EXERCISE — Every entry below must be reproduced exactly.

RECORDS FOR THIS EXERCISE —
//! Canvas-zoom-dependent sizing for edges, anchors and hit targets.
//!
//! Two zoom levels are in play in this crate and they are unrelated: the
//! per-node semantic zoom factor (see `DiagramState`) and the canvas view
//! zoom `k` handled here. Everything in this module depends only on `k`.
//!
//! - [`ScaleBehavior::World`]: scales with the canvas like the nodes do.
//! - [`ScaleBehavior::Screen`]: constant pixel size at any `k`.
//! - [`ScaleBehavior::Clamped`]: world-space, but kept within pixel bounds.

/// Defines how a visual property scales with canvas zoom.
#[derive(Clone, Debug, PartialEq)]
#[allow(
	dead_code,
	reason = "World completes the API for callers customizing ScaleConfig"
)]
pub enum ScaleBehavior {
	/// Constant world-space size. Appears larger when zoomed in.
	World,
	/// Constant screen-space size (pixels). Unaffected by zoom.
	Screen,
	/// World-space scaling, clamped to min/max screen-space bounds.
	Clamped {
		/// Smallest on-screen size, in pixels.
		min_screen: f64,
		/// Largest on-screen size, in pixels.
		max_screen: f64,
	},
}

impl ScaleBehavior {
	/// World-space value to draw with, after the canvas transform is applied.
	pub fn apply(&self, base: f64, k: f64) -> f64 {
		match self {
			ScaleBehavior::World => base,
			ScaleBehavior::Screen => base / k,
			ScaleBehavior::Clamped {
				min_screen,
				max_screen,
			} => base.clamp(min_screen / k, max_screen / k),
		}
	}
}

/// Base sizes and how each one follows canvas zoom.
#[derive(Clone, Debug)]
pub struct ScaleConfig {
	/// Base edge stroke width.
	pub edge_width: f64,
	/// How edge width follows canvas zoom.
	pub edge_behavior: ScaleBehavior,
	/// Base anchor dot radius.
	pub anchor_radius: f64,
	/// How anchor radius follows canvas zoom.
	pub anchor_behavior: ScaleBehavior,
	/// Extra pick distance around anchors, in pixels.
	pub anchor_hit_slop: f64,
	/// Pick distance from an edge's curve, in pixels.
	pub edge_hit_tolerance: f64,
}

impl Default for ScaleConfig {
	fn default() -> Self {
		Self {
			edge_width: 1.0,
			edge_behavior: ScaleBehavior::Clamped {
				min_screen: 1.0,
				max_screen: f64::INFINITY,
			},
			anchor_radius: 4.0,
			anchor_behavior: ScaleBehavior::Clamped {
				min_screen: 3.0,
				max_screen: 8.0,
			},
			anchor_hit_slop: 6.0,
			edge_hit_tolerance: 6.0,
		}
	}
}

/// Scale values resolved for one canvas zoom level, in world units.
#[derive(Clone, Debug)]
pub struct ScaledValues {
	/// Edge stroke width.
	pub edge_width: f64,
	/// Anchor dot radius.
	pub anchor_radius: f64,
	/// Anchor pick radius, dot plus slop.
	pub anchor_hit_radius: f64,
	/// Edge pick distance.
	pub edge_hit_tolerance: f64,
}

impl ScaledValues {
	/// Resolve every size for canvas zoom `k`.
	pub fn new(config: &ScaleConfig, k: f64) -> Self {
		let anchor_radius = config.anchor_behavior.apply(config.anchor_radius, k);
		Self {
			edge_width: config.edge_behavior.apply(config.edge_width, k),
			anchor_radius,
			anchor_hit_radius: anchor_radius + ScaleBehavior::Screen.apply(config.anchor_hit_slop, k),
			edge_hit_tolerance: ScaleBehavior::Screen.apply(config.edge_hit_tolerance, k),
		}
	}
}

#[cfg(test)]
mod tests {
	use super::*;

	#[test]
	fn behaviors() {
		assert_eq!(ScaleBehavior::World.apply(4.0, 2.0), 4.0);
		assert_eq!(ScaleBehavior::Screen.apply(4.0, 2.0), 2.0);
		let clamped = ScaleBehavior::Clamped {
			min_screen: 3.0,
			max_screen: 8.0,
		};
		// 4 world units at k=0.5 is 2px on screen, raised to 3px.
		assert_eq!(clamped.apply(4.0, 0.5), 6.0);
		// 4 world units at k=4 is 16px on screen, capped at 8px.
		assert_eq!(clamped.apply(4.0, 4.0), 2.0);
		assert_eq!(clamped.apply(4.0, 1.0), 4.0);
	}

	#[test]
	fn hit_targets_stay_constant_on_screen() {
		let config = ScaleConfig::default();
		for k in [0.5, 1.0, 2.0] {
			let scaled = ScaledValues::new(&config, k);
			assert!((scaled.edge_hit_tolerance * k - config.edge_hit_tolerance).abs() < 1e-9);
		}
	}
}
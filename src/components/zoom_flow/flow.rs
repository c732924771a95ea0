//! Top-level diagram component: owns the diagram state and composes the
//! canvas with the focus zoom slider.

use leptos::prelude::*;

use super::component::ZoomFlowCanvas;
use super::slider::ZoomSlider;
use super::state::DiagramState;
use super::theme::Theme;
use super::types::DiagramData;

/// A diagram whose nodes zoom around a single focused node.
///
/// Click a node to focus it, then use the slider to zoom it; every other node
/// shrinks in proportion and drops to a terser detail tier.
#[component]
pub fn ZoomFlow(
	data: DiagramData,
	#[prop(optional)] theme: Option<Theme>,
	#[prop(default = false)] fullscreen: bool,
) -> impl IntoView {
	let diagram = RwSignal::new(DiagramState::new(data));

	view! {
		<ZoomFlowCanvas diagram=diagram theme=theme.unwrap_or_default() fullscreen=fullscreen />
		<ZoomSlider diagram=diagram />
	}
}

EXERCISE OUTPUT —
//! Canvas-zoom-dependent sizing for edges, anchors and hit targets.
//!
//! Two zoom levels are in play in this crate and they are unrelated: the
//! per-node semantic zoom factor (see `DiagramState`) and the canvas view
//! zoom `k` handled here. Everything in this module depends only on `k`.
//!
//! - [`ScaleBehavior::World`]: scales with the canvas like the nodes do.
//! - [`ScaleBehavior::Screen`]: constant pixel size at any `k`.
//! - [`ScaleBehavior::Clamped`]: world-space, but kept within pixel bounds.

/// Defines how a visual property scales with canvas zoom.
#[derive(Clone, Debug, PartialEq)]
#[allow(
	dead_code,
	reason = "World completes the API for callers customizing ScaleConfig"
)]
pub enum ScaleBehavior {
	/// Constant world-space size. Appears larger when zoomed in.
	World,
	/// Constant screen-space size (pixels). Unaffected by zoom.
	Screen,
	/// World-space scaling, clamped to min/max screen-space bounds.
	Clamped {
		/// Smallest on-screen size, in pixels.
		min_screen: f64,
		/// Largest on-screen size, in pixels.
		max_screen: f64,
	},
}

impl ScaleBehavior {
	/// World-space value to draw with, after the canvas transform is applied.
	pub fn apply(&self, base: f64, k: f64) -> f64 {
		match self {
			ScaleBehavior::World => base,
			ScaleBehavior::Screen => base / k,
			ScaleBehavior::Clamped {
				min_screen,
				max_screen,
			} => base.clamp(min_screen / k, max_screen / k),
		}
	}
}

/// Base sizes and how each one follows canvas zoom.
#[derive(Clone, Debug)]
pub struct ScaleConfig {
	/// Base edge stroke width.
	pub edge_width: f64,
	/// How edge width follows canvas zoom.
	pub edge_behavior: ScaleBehavior,
	/// Base anchor dot radius.
	pub anchor_radius: f64,
	/// How anchor radius follows canvas zoom.
	pub anchor_behavior: ScaleBehavior,
	/// Extra pick distance around anchors, in pixels.
	pub anchor_hit_slop: f64,
	/// Pick distance from an edge's curve, in pixels.
	pub edge_hit_tolerance: f64,
}

impl Default for ScaleConfig {
	fn default() -> Self {
		Self {
			edge_width: 1.0,
			edge_behavior: ScaleBehavior::Clamped {
				min_screen: 1.0,
				max_screen: f64::INFINITY,
			},
			anchor_radius: 4.0,
			anchor_behavior: ScaleBehavior::Clamped {
				min_screen: 3.0,
				max_screen: 8.0,
			},
			anchor_hit_slop: 6.0,
			edge_hit_tolerance: 6.0,
		}
	}
}

/// Scale values resolved for one canvas zoom level, in world units.
#[derive(Clone, Debug)]
pub struct ScaledValues {
	/// Edge stroke width.
	pub edge_width: f64,
	/// Anchor dot radius.
	pub anchor_radius: f64,
	/// Anchor pick radius, dot plus slop.
	pub anchor_hit_radius: f64,
	/// Edge pick distance.
	pub edge_hit_tolerance: f64,
}

impl ScaledValues {
	/// Resolve every size for canvas zoom `k`.
	pub fn new(config: &ScaleConfig, k: f64) -> Self {
		let anchor_radius = config.anchor_behavior.apply(config.anchor_radius, k);
		Self {
			edge_width: config.edge_behavior.apply(config.edge_width, k),
			anchor_radius,
			anchor_hit_radius: anchor_radius + ScaleBehavior::Screen.apply(config.anchor_hit_slop, k),
			edge_hit_tolerance: ScaleBehavior::Screen.apply(config.edge_hit_tolerance, k),
		}
	}
}

#[cfg(test)]
mod tests {
	use super::*;

	#[test]
	fn behaviors() {
		assert_eq!(ScaleBehavior::World.apply(4.0, 2.0), 4.0);
		assert_eq!(ScaleBehavior::Screen.apply(4.0, 2.0), 2.0);
		let clamped = ScaleBehavior::Clamped {
			min_screen: 3.0,
			max_screen: 8.0,
		};
		// 4 world units at k=0.5 is 2px on screen, raised to 3px.
		assert_eq!(clamped.apply(4.0, 0.5), 6.0);
		// 4 world units at k=4 is 16px on screen, capped at 8px.
		assert_eq!(clamped.apply(4.0, 4.0), 2.0);
		assert_eq!(clamped.apply(4.0, 1.0), 4.0);
	}

	#[test]
	fn hit_targets_stay_constant_on_screen() {
		let config = ScaleConfig::default();
		for k in [0.5, 1.0, 2.0] {
			let scaled = ScaledValues::new(&config, k);
			assert!((scaled.edge_hit_tolerance * k - config.edge_hit_tolerance).abs() < 1e-9);
		}
	}
}
filename src/components/zoom_flow/flow.rs
repository c732924771a95ea0
//! Top-level diagram component: owns the diagram state and composes the
//! canvas with the focus zoom slider.

use leptos::prelude::*;

use super::component::ZoomFlowCanvas;
use super::slider::ZoomSlider;
use super::state::DiagramState;
use super::theme::Theme;
use super::types::DiagramData;

/// A diagram whose nodes zoom around a single focused node.
///
/// Click a node to focus it, then use the slider to zoom it; every other node
/// shrinks in proportion and drops to a terser detail tier.
#[component]
pub fn ZoomFlow(
	data: DiagramData,
	#[prop(optional)] theme: Option<Theme>,
	#[prop(default = false)] fullscreen: bool,
) -> impl IntoView {
	let diagram = RwSignal::new(DiagramState::new(data));

	view! {
		<ZoomFlowCanvas diagram=diagram theme=theme.unwrap_or_default() fullscreen=fullscreen />
		<ZoomSlider diagram=diagram />
	}
}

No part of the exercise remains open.